**ABOUT THIS TASK**:
Starting with the line that contains "used throughout the", set down each line through the end of the entries below, exactly and with nothing added.

**DATA UNDER STUDY**:
----

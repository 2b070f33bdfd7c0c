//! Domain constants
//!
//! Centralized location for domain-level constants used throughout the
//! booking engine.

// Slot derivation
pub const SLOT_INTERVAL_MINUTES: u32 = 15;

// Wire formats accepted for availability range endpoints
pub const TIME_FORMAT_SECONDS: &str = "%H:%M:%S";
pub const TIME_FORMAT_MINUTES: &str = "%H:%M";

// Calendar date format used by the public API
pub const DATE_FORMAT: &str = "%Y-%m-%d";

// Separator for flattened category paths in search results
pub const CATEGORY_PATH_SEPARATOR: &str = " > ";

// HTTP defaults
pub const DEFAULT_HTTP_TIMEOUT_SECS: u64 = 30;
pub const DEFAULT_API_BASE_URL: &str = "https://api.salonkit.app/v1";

----

**REPLY**:
//! Centralized location for domain-level constants used throughout the
//! booking engine.

// Slot derivation
pub const SLOT_INTERVAL_MINUTES: u32 = 15;

// Wire formats accepted for availability range endpoints
pub const TIME_FORMAT_SECONDS: &str = "%H:%M:%S";
pub const TIME_FORMAT_MINUTES: &str = "%H:%M";

// Calendar date format used by the public API
pub const DATE_FORMAT: &str = "%Y-%m-%d";

// Separator for flattened category paths in search results
pub const CATEGORY_PATH_SEPARATOR: &str = " > ";

// HTTP defaults
pub const DEFAULT_HTTP_TIMEOUT_SECS: u64 = 30;
pub const DEFAULT_API_BASE_URL: &str = "https://api.salonkit.app/v1";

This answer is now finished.